At the same time, backers of Roberts assured the Religious Right that he would be their champion. For example, Jay Sekulow—head of Pat Robertson’s American Center for Law and Justice and one of the White House’s key liaisons to the far Right—felt confident enough to assert that “he knew that Judge Roberts’s heart was in it. ‘He doesn’t argue just to argue.’”
In the early 1990s, Sekulow was representing the militant anti-abortion activists Operation Rescue in a case before the Supreme Court over physically blocking access to clinics (Bray v. Alexandria Women’s Health Clinic). Meanwhile, Operation Rescue was organizing more blockades in Wichita, Kansas, and planning more large protests.

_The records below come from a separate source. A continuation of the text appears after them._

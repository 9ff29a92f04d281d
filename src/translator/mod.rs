mod defer;
mod headers;
mod hoist;
mod structs;
mod synopsis;

pub use headers::{infer as infer_headers, HEADERS, STANDARD_TYPES};
pub use hoist::{add_prototypes, dedup, hoist};
pub use synopsis::{flatten, synopsis};

use crate::error::Result;
use crate::parser::{Element, Module};

/// A module ready for emission plus the libraries its `#link` lines asked
/// for.
#[derive(Clone, Debug, PartialEq)]
pub struct Lowered {
    pub module: Module,
    pub links: Vec<String>,
}

/// Runs the lowering passes over a resolved module: import flattening, defer
/// rewriting, struct extraction, header inference, hoisting and
/// deduplication. The input is left untouched.
pub fn lower(module: &Module) -> Result<Lowered> {
    let mut links = vec![];
    let elements = flatten(module.elements.clone())?
        .into_iter()
        .filter_map(|element| match element {
            Element::Link(name) => {
                if !links.contains(&name) {
                    links.push(name);
                }
                None
            }
            Element::TypeDirective(_) => None,
            other => Some(other),
        })
        .map(|element| match element {
            Element::Function(mut f) => {
                defer::rewrite(&mut f);
                Element::Function(f)
            }
            other => other,
        })
        .collect::<Vec<_>>();

    let elements = structs::extract(elements);

    let headers = infer_headers(&elements);
    let mut elements = headers
        .iter()
        .map(|h| Element::Include(h.to_string()))
        .chain(elements)
        .collect::<Vec<_>>();

    add_prototypes(&mut elements);
    let elements = dedup(hoist(elements))?;

    log::debug!(
        "lowered {}: {} elements, headers {:?}, links {:?}",
        module.name,
        elements.len(),
        headers,
        links
    );

    Ok(Lowered {
        module: Module {
            name: module.name.clone(),
            path: module.path.clone(),
            elements,
            type_names: module.type_names.clone(),
        },
        links,
    })
}

#[cfg(test)]
mod tests {
    use std::path::Path;

    use super::*;
    use crate::codegen::format_module;
    use crate::parser::{parse_source, TypeNames};
    use test_log::test;

    fn lower_source(source: &str) -> Lowered {
        let module = parse_source(source, &mut TypeNames::with_standard(), Path::new("main.c")).unwrap();
        lower(&module).unwrap()
    }

    #[test]
    fn full_pipeline_output() {
        let lowered = lower_source(
            "#link m\n\
             #type opaque_t\n\
             typedef struct { opaque_t *handle; double scale; } ctx_t;\n\
             void run(ctx_t *c) { defer free(c); c->scale = sqrt(c->scale); }\n\
             int main(void) { run(0); return 0; }\n",
        );
        assert_eq!(lowered.links, vec!["m".to_string()]);
        assert_eq!(
            format_module(&lowered.module),
            "#include <math.h>\n\
             #include <stdlib.h>\n\
             struct __ctx_t_struct;\n\
             typedef struct __ctx_t_struct ctx_t;\n\
             struct __ctx_t_struct {\n\topaque_t *handle;\n\tdouble scale;\n};\n\
             void run(ctx_t *c);\n\
             int main(void);\n\
             \n\
             void run(ctx_t *c) {\n\tc->scale = sqrt(c->scale);\n\tfree(c);\n\treturn;\n}\n\
             \n\
             int main(void) {\n\trun(0);\n\treturn 0;\n}\n"
        );
    }

    #[test]
    fn lowering_does_not_touch_the_input() {
        let module = parse_source("void f(void) { defer g(); }", &mut TypeNames::new(), Path::new("t.c")).unwrap();
        let before = module.clone();
        lower(&module).unwrap();
        assert_eq!(module, before);
    }
}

According to Sekulow, Roberts—then deputy solicitor general—called him up and hatched a strategy: In the upcoming protest in Wichita, don’t block access, and that will give cover for the administration to argue on your behalf in the case where you did block access.
And indeed, the George H.W. Bush Administration joined alongside Operation Rescue in the Bray case, arguing that blocking women’s access to health clinics did not amount to discrimination against women. The Supreme Court agreed, leading Congress to pass the Freedom of Access to Clinic Entrances Act.
Reflecting on the upcoming presidential elections, Sekulow reminded the audience of the most important results of the current presidency: “Roberts and Alito. You don’t have to say a whole lot more.”